Bastırmak kelimesinin eş ve yakın anlamı, anlamdaşı Boğmak, Dikmek, Durdurmak, Gidermek, Gömmek, Kaplamak, Yenmek, Yırtmak

Saypa kelimesinin eş ve yakın anlamı, anlamdaşı İsraf

Çakıl Taşı kelimesinin eş ve yakın anlamı, anlamdaşı Çakıl

Yapın kelimesinin eş ve yakın anlamı, anlamdaşı Mamulat, Masnuat

Kankızıl kelimesinin eş ve yakın anlamı, anlamdaşı Becerikli

Nüktedan kelimesinin eş ve yakın anlamı, anlamdaşı Şakacı, İnce, Nükteci

Sıkıntı kelimesinin eş ve yakın anlamı, anlamdaşı Kasvet, Meşakkat, Ruhsal Yorgunluk, Sendrom, Cefa, Çile, Düşünce, Ezgi, Eziyet, Fırtına, Gaile, Hâl, Hüzün, Kahır, Kambur, Karanlık, Keder, Kor, Külfet, Mesele, Mihnet, Problem, Rahat, Sancı, Sorun, Usanç, Zaruret, Zehir, Zor, Tedirginlik, Eza

Emniyetli kelimesinin eş ve yakın anlamı, anlamdaşı Güvenlikli, Emin, Güvenilir

Ötümlü kelimesinin eş ve yakın anlamı, anlamdaşı Sedalı, Sürekli, Yumuşak

Sakince kelimesinin eş ve yakın anlamı, anlamdaşı Usulca, Sakin

Mahmur kelimesinin eş ve yakın anlamı, anlamdaşı Uyuşuk, Baygın, Uykulu, Uyku Sersemi, Üzgün, Dalgın Bakışlı

Sahiplik kelimesinin eş ve yakın anlamı, anlamdaşı İyelik, El, Mülkiyet

Giymek kelimesinin eş ve yakın anlamı, anlamdaşı Çekmek, Kullanmak, Taşımak

Hançer kelimesinin eş ve yakın anlamı, anlamdaşı Kama

İrat Etmek kelimesinin eş ve yakın anlamı, anlamdaşı Söylemek

Kaydetmek kelimesinin eş ve yakın anlamı, anlamdaşı Söylemek, Yazmak, Yazımlamak, Saptamak, Almak, Karşılamak, Not Etmek

Ekspoze kelimesinin eş ve yakın anlamı, anlamdaşı Özet

Selef kelimesinin eş ve yakın anlamı, anlamdaşı Öncel

Kararlı kelimesinin eş ve yakın anlamı, anlamdaşı Düzenli, Azimli, Ölçülü

Olumlama kelimesinin eş ve yakın anlamı, anlamdaşı İcap

Dinlenmek kelimesinin eş ve yakın anlamı, anlamdaşı İstirahat Etmek, Önemsenmek, Sözü Geçer Olmak, Dincelmek

Lakonik kelimesinin eş ve yakın anlamı, anlamdaşı Özlü Söz, Veciz

Muhtaç kelimesinin eş ve yakın anlamı, anlamdaşı Yoksul, Fakir, Gereksinimli, Eksikli

Fistül kelimesinin eş ve yakın anlamı, anlamdaşı Akarca

Umut Etmek kelimesinin eş ve yakın anlamı, anlamdaşı Ummak

Mazarrat kelimesinin eş ve yakın anlamı, anlamdaşı Zarar

Cin kelimesinin eş ve yakın anlamı, anlamdaşı Akıllı, zeki, Uyanık Kimse

Eş / Yakın Anlamlı Kelimeler-Sözcükler Sözlüğü

Arama Bölümü Sayfanın En Üst Kısmındadır.

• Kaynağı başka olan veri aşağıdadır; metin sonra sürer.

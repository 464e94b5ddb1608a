use std::fmt;

use pbkdf2::pbkdf2_hmac;
use sha2::Sha512;
use unicode_normalization::UnicodeNormalization;
use zeroize::Zeroize;

/// Seed length fixed by the derivation scheme.
pub const SEED_LENGTH: usize = 64;

// Key-stretching parameters from the standard.
const PBKDF2_ROUNDS: u32 = 2048;
const SALT_PREFIX: &str = "mnemonic";

/// A 64-byte master seed. Wiped on drop; `Debug` does not reveal the bytes.
#[derive(Clone, PartialEq, Eq)]
pub struct Seed([u8; SEED_LENGTH]);

impl Seed {
    pub fn as_bytes(&self) -> &[u8; SEED_LENGTH] {
        &self.0
    }

    pub fn to_vec(&self) -> Vec<u8> {
        self.0.to_vec()
    }
}

impl AsRef<[u8]> for Seed {
    fn as_ref(&self) -> &[u8] {
        &self.0
    }
}

impl fmt::Debug for Seed {
    fn fmt(&self, f: &mut fmt::Formatter<'_>) -> fmt::Result {
        write!(f, "Seed(64 bytes)")
    }
}

impl Drop for Seed {
    fn drop(&mut self) {
        self.0.zeroize();
    }
}

/// Stretches a mnemonic phrase and optional passphrase into a 64-byte seed.
///
/// PBKDF2-HMAC-SHA512 over the NFKD-normalized phrase, salted with
/// `"mnemonic"` plus the NFKD-normalized passphrase. Deliberately performs
/// no checksum validation: the standard derives a seed from any string, so
/// callers that care about phrase integrity must validate first.
pub fn derive_seed(phrase: &str, passphrase: &str) -> Seed {
    let mut password: String = phrase.nfkd().collect();
    let mut salt: String = SALT_PREFIX.chars().chain(passphrase.chars()).nfkd().collect();

    let mut seed = [0u8; SEED_LENGTH];
    pbkdf2_hmac::<Sha512>(password.as_bytes(), salt.as_bytes(), PBKDF2_ROUNDS, &mut seed);

    password.zeroize();
    salt.zeroize();

    Seed(seed)
}

#[cfg(test)]
mod tests {
    use super::*;

    const VECTOR_PHRASE: &str =
        "abandon abandon abandon abandon abandon abandon abandon abandon abandon abandon abandon about";

    #[test]
    fn test_reference_seed_empty_passphrase() {
        let seed = derive_seed(VECTOR_PHRASE, "");
        assert_eq!(
            hex::encode(seed.as_bytes()),
            "5eb00bbddcf069084889a8ab9155568165f5c453ccb85e70811aaed6f6da5fc1\
             9a5ac40b389cd370d086206dec8aa6c43daea6690f20ad3d8d48b2d2ce9e38e4"
        );
    }

    #[test]
    fn test_reference_seed_with_passphrase() {
        let seed = derive_seed(VECTOR_PHRASE, "TREZOR");
        assert_eq!(
            hex::encode(seed.as_bytes()),
            "c55257c360c07c72029aebc1b53c05ed0362ada38ead3e3e9efa3708e5349553\
             1f09a6987599d18264c1e1c92f2cf141630c7a3c4ab7c81b2f001698e7463b04"
        );
    }

    #[test]
    fn test_derivation_is_deterministic() {
        let a = derive_seed(VECTOR_PHRASE, "passphrase");
        let b = derive_seed(VECTOR_PHRASE, "passphrase");
        assert_eq!(a, b);
    }

    #[test]
    fn test_passphrase_changes_seed() {
        let a = derive_seed(VECTOR_PHRASE, "");
        let b = derive_seed(VECTOR_PHRASE, "TREZOR");
        assert_ne!(a, b);
    }

    #[test]
    fn test_derives_even_for_invalid_phrase() {
        // Checksum-invalid input still derives a stable seed; validation is
        // a separate operation by design.
        let phrase = vec!["abandon"; 12].join(" ");
        let a = derive_seed(&phrase, "");
        let b = derive_seed(&phrase, "");
        assert_eq!(a, b);
        assert_eq!(a.as_bytes().len(), SEED_LENGTH);
        assert_ne!(a, derive_seed(VECTOR_PHRASE, ""));
    }

    #[test]
    fn test_seed_accessors_agree() {
        let seed = derive_seed(VECTOR_PHRASE, "");
        assert_eq!(seed.to_vec(), seed.as_bytes().to_vec());
        assert_eq!(seed.as_ref(), &seed.as_bytes()[..]);
    }

    #[test]
    fn test_debug_is_redacted() {
        let seed = derive_seed(VECTOR_PHRASE, "");
        assert_eq!(format!("{:?}", seed), "Seed(64 bytes)");
    }
}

EŞ VE YAKIN ANLAMLI / ANLAMDAŞ KELİMELER

Yazılışları ve okunuşları farklı anlamları aynı olan sözcüklere eş anlamlı (anlamdaş) kelimeler-sözcükler denir.

* Bunlar cümlede birbiriyle yer değiştirdiklerinde cümlenin anlamında değişiklik ve bozulma olmaz. Yukarıda örnekler verilmiştir.

* Sözcüklerin eş anlamlı olup olmadıkları, cümle içindeki kullanımlarından belli olur. Yani bir sözcüğün farklı cümlelerde değişik eş anlamları karşımıza çıkabilir.
Örnek :
- Kömür karası gözleri ışıl ışıl parlıyordu. (Kara-Siyah)
- Dost, kara günde belli olur. (Kara-Kötü)

* Eş anlamlılıkla ilgili sorular, bazen "altı çizili sözcüğün cümleye kattığı anlam", "hangisinde...anlamı vardır?" gibi de sorulabilir.


Anlamdaş (eş anlamlı) olmadıkları halde zaman zaman birbirinin yerine kullanılan sözcüklere yakın anlamlı sözcükler denir. Bakmak, görmek, izlemek, seyretmek gibi.